Like most little girls, my stepdaughter loves animals. She joined a local 4-H club when she was 9, solely because “cows are cool.” Now that the fall 4-H animal auctions are upon us, I can’t help but remember Bonnie’s first “assignment”—a beautiful cow named Dana with long lashes and ears as soft as velvet. We all grew to love Dana, but none more so than Bonnie, who spent hours grooming her and walking her on a lead. 

I had misgivings about Bonnie’s decision to join 4-H: Unlike an unsuspecting 9-year-old, I knew the ultimate fate of the cows and other animals used in this program.

My fears were realized a couple years into the program when Bonnie learned that Meredith, another one of “her” cows, who was sick and unable to reproduce, had been sold to slaughter for a mere $75. To see such a deep bond so ruthlessly broken was a painful and eye-opening lesson for Bonnie. Her club leader was genuinely puzzled—and irked—by Bonnie’s tears, dismissing her as “sentimental.”

Dana, Meredith, Kath, Elise, Lola. They all had names, personalities and quirks. None was like the others except in one critical way. Like all cows used to provide milk for human consumption, these cows were treated as breeding machines and were artificially impregnated again and again.

Their babies—bellowing and terrified—were removed from them within hours of their births. The mothers were inconsolable, and the babies wide-eyed and quaking. The calves were desperate to latch onto visitors’ fingers—anything to suckle. But instead of being nourished by their mothers’ milk—which went to supermarket dairy cases—the calves were fed a vile powdered nutritional supplement. In a barn full of cows, the frantic calls of mothers and babies became a symphony of suffering.

What does it say about society’s mindset when children are encouraged to participate in a program that ultimately means the death of an animal they’ve befriended and whose trust they actively courted—or when we dismiss a child’s heartbreak at losing a beloved animal friend as weakness? The animals in 4-H programs are destined for one of two fates: They are either sold at auction for slaughter or are used as breeders for future “projects.”
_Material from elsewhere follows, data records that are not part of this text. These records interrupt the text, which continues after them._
//! Mathematical utility functions for DSP.
//!
//! # Level Conversions
//!
//! - [`db_to_linear`] / [`linear_to_db`] - Convert between dB and linear gain
//!
//! # Pitch
//!
//! - [`transpose`] - Equal-tempered transposition by semitones
//! - [`midi_to_freq`] - MIDI note number to frequency (A4 = 440 Hz)
//! - [`cents_to_ratio`] - Detune in cents to a frequency ratio

use libm::{expf, log10f, powf};

/// Convert decibels to linear gain.
///
/// # Example
/// ```rust
/// use patchcord_core::db_to_linear;
///
/// assert!((db_to_linear(0.0) - 1.0).abs() < 0.001);
/// assert!((db_to_linear(-6.02) - 0.5).abs() < 0.01);
/// ```
#[inline]
pub fn db_to_linear(db: f32) -> f32 {
    // 10^(dB/20) = e^(dB * ln(10)/20)
    const FACTOR: f32 = core::f32::consts::LN_10 / 20.0;
    expf(db * FACTOR)
}

/// Convert linear gain to decibels.
///
/// Values at or below 1e-10 are floored to -200 dB instead of `-inf`.
#[inline]
pub fn linear_to_db(linear: f32) -> f32 {
    if linear <= 1e-10 {
        return -200.0;
    }
    20.0 * log10f(linear)
}

/// Transpose a frequency by a number of equal-tempered semitones.
///
/// `f * 2^(semitones / 12)`: twelve semitones double the frequency.
///
/// ```rust
/// use patchcord_core::transpose;
///
/// assert_eq!(transpose(440.0, 12.0), 880.0);
/// assert_eq!(transpose(440.0, 0.0), 440.0);
/// ```
#[inline]
pub fn transpose(freq: f32, semitones: f32) -> f32 {
    freq * powf(2.0, semitones / 12.0)
}

/// Convert a MIDI note number to frequency in Hz (note 69 = A4 = 440 Hz).
#[inline]
pub fn midi_to_freq(note: f32) -> f32 {
    transpose(440.0, note - 69.0)
}

/// Convert a detune amount in cents to a frequency ratio.
#[inline]
pub fn cents_to_ratio(cents: f32) -> f32 {
    powf(2.0, cents / 1200.0)
}

/// Flush denormal values to zero.
///
/// Feedback paths (delay loops, IIR state) decay toward zero forever; values
/// below ~1e-20 are inaudible and slow on some CPUs.
#[inline]
pub fn flush_denormal(x: f32) -> f32 {
    if x.abs() < 1e-20 { 0.0 } else { x }
}
//! Graph edge types.
//!
//! An `Edge` carries one node's output into another node's input. Inputs
//! arriving over several edges are summed.

use core::fmt;

use super::node::NodeId;

/// Unique identifier for an edge in an [`AudioContext`](super::AudioContext).
///
/// Edge IDs are assigned sequentially and never reused within a context.
#[derive(Clone, Copy, Debug, PartialEq, Eq, Hash, PartialOrd, Ord)]
pub struct EdgeId(pub(crate) u32);

impl EdgeId {
    /// Returns the raw numeric identifier.
    #[inline]
    pub fn index(self) -> u32 {
        self.0
    }
}

impl fmt::Display for EdgeId {
    fn fmt(&self, f: &mut fmt::Formatter<'_>) -> fmt::Result {
        write!(f, "EdgeId({})", self.0)
    }
}

/// A directed connection between two nodes.
#[derive(Debug, Clone, Copy)]
pub(crate) struct Edge {
    pub from: NodeId,
    pub to: NodeId,
}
Unfortunately, 4-H provides a mere snapshot of how we systematically desensitize ourselves to the origins of the chops, steaks and wings that we put in our mouths. If most kind people actually stopped to think about it, they’d balk at eating the body parts of an animal who has lived and died in misery. But we take great pains to hide what happens in feedlots and on factory farms. We close our eyes and refuse to hear about the cows, pigs and chickens who are jammed into stalls and cages barely bigger than their bodies and who will never breathe fresh air or see the light of day. Bonnie was admonished for taking her PETA water bottle to fairs and was told to stop.
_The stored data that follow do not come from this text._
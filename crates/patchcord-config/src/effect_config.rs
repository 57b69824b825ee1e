//! Typed per-effect configuration.

use std::sync::Arc;

use patchcord_core::AudioContext;
use patchcord_effects::{
    Compressor, CompressorSettings, Delay, DelaySettings, Distortion, DistortionSettings, Effect,
    EffectError, EffectKind, EnvelopeFilter, EnvelopeSettings, Filter, FilterSettings,
    ImpulseResponseLoader, Reverb, ReverbSettings, Vco, VcoSettings,
};
use serde::{Deserialize, Serialize};

/// Configuration for one effect in a chain.
///
/// Tagged by the `effect` key in TOML; the remaining keys are the variant's
/// settings, each optional.
///
/// ```toml
/// [[effects]]
/// effect = "filter"
/// type = "lowpass"
/// freq = 1200
/// q = 4.0
/// ```
#[derive(Debug, Clone, PartialEq, Serialize, Deserialize)]
#[serde(tag = "effect", rename_all = "snake_case")]
pub enum EffectConfig {
    /// Dynamics compressor.
    Compressor(CompressorSettings),
    /// Single biquad filter.
    Filter(FilterSettings),
    /// Feedback delay.
    Delay(DelaySettings),
    /// Wave-shaping distortion.
    Distortion(DistortionSettings),
    /// ADSR gain envelope.
    EnvelopeFilter(EnvelopeSettings),
    /// Convolution reverb.
    Reverb(ReverbSettings),
    /// Two-oscillator voice.
    Vco(VcoSettings),
}

impl EffectConfig {
    /// Configuration of `kind` with every field left at its default.
    pub fn new(kind: EffectKind) -> Self {
        match kind {
            EffectKind::Compressor => Self::Compressor(CompressorSettings::default()),
            EffectKind::Filter => Self::Filter(FilterSettings::default()),
            EffectKind::Delay => Self::Delay(DelaySettings::default()),
            EffectKind::Distortion => Self::Distortion(DistortionSettings::default()),
            EffectKind::EnvelopeFilter => Self::EnvelopeFilter(EnvelopeSettings::default()),
            EffectKind::Reverb => Self::Reverb(ReverbSettings::default()),
            EffectKind::Vco => Self::Vco(VcoSettings::default()),
        }
    }

    /// Returns which variant this configures.
    pub fn kind(&self) -> EffectKind {
        match self {
            Self::Compressor(_) => EffectKind::Compressor,
            Self::Filter(_) => EffectKind::Filter,
            Self::Delay(_) => EffectKind::Delay,
            Self::Distortion(_) => EffectKind::Distortion,
            Self::EnvelopeFilter(_) => EffectKind::EnvelopeFilter,
            Self::Reverb(_) => EffectKind::Reverb,
            Self::Vco(_) => EffectKind::Vco,
        }
    }

    /// Constructs the effect in `ctx`.
    ///
    /// Only the reverb uses `loader`.
    pub fn build(
        &self,
        ctx: &mut AudioContext,
        loader: &Arc<dyn ImpulseResponseLoader>,
    ) -> Result<Box<dyn Effect>, EffectError> {
        Ok(match self {
            Self::Compressor(s) => Box::new(Compressor::new(ctx, s.clone())?),
            Self::Filter(s) => Box::new(Filter::new(ctx, s.clone())?),
            Self::Delay(s) => Box::new(Delay::new(ctx, s.clone())?),
            Self::Distortion(s) => Box::new(Distortion::new(ctx, s.clone())?),
            Self::EnvelopeFilter(s) => Box::new(EnvelopeFilter::new(ctx, s.clone())?),
            Self::Reverb(s) => Box::new(Reverb::new(ctx, s.clone(), Arc::clone(loader))?),
            Self::Vco(s) => Box::new(Vco::new(ctx, s.clone())?),
        })
    }

    /// Returns the numeric settings that were supplied, keyed as in TOML.
    pub fn numeric_values(&self) -> Vec<(String, f32)> {
        let Ok(toml::Value::Table(table)) = toml::Value::try_from(self) else {
            return Vec::new();
        };
        table
            .into_iter()
            .filter_map(|(key, value)| match value {
                toml::Value::Float(f) => Some((key, f as f32)),
                toml::Value::Integer(i) => Some((key, i as f32)),
                _ => None,
            })
            .collect()
    }
}

impl From<CompressorSettings> for EffectConfig {
    fn from(settings: CompressorSettings) -> Self {
        Self::Compressor(settings)
    }
}

impl From<FilterSettings> for EffectConfig {
    fn from(settings: FilterSettings) -> Self {
        Self::Filter(settings)
    }
}

impl From<DelaySettings> for EffectConfig {
    fn from(settings: DelaySettings) -> Self {
        Self::Delay(settings)
    }
}

impl From<DistortionSettings> for EffectConfig {
    fn from(settings: DistortionSettings) -> Self {
        Self::Distortion(settings)
    }
}

impl From<EnvelopeSettings> for EffectConfig {
    fn from(settings: EnvelopeSettings) -> Self {
        Self::EnvelopeFilter(settings)
    }
}

impl From<ReverbSettings> for EffectConfig {
    fn from(settings: ReverbSettings) -> Self {
        Self::Reverb(settings)
    }
}

impl From<VcoSettings> for EffectConfig {
    fn from(settings: VcoSettings) -> Self {
        Self::Vco(settings)
    }
}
Bonnie went vegetarian after making the connection that all cows like Dana and Meredith end up on a plate. She hasn’t eaten meat since. She knows that she can’t save all the cows who are used as milk machines on dairy factory farms, but she continues in 4-H because she wants to make life comfortable for at least one cow every year. But that’s little consolation for the billions of other animals raised for food who will never know a kind word or a gentle touch.

Jennifer O’Connor is a writer for the Animals in Entertainment Campaign for People for the Ethical Treatment of Animals, 501 Front St., Norfolk, VA 23510; http://www.PETA.org.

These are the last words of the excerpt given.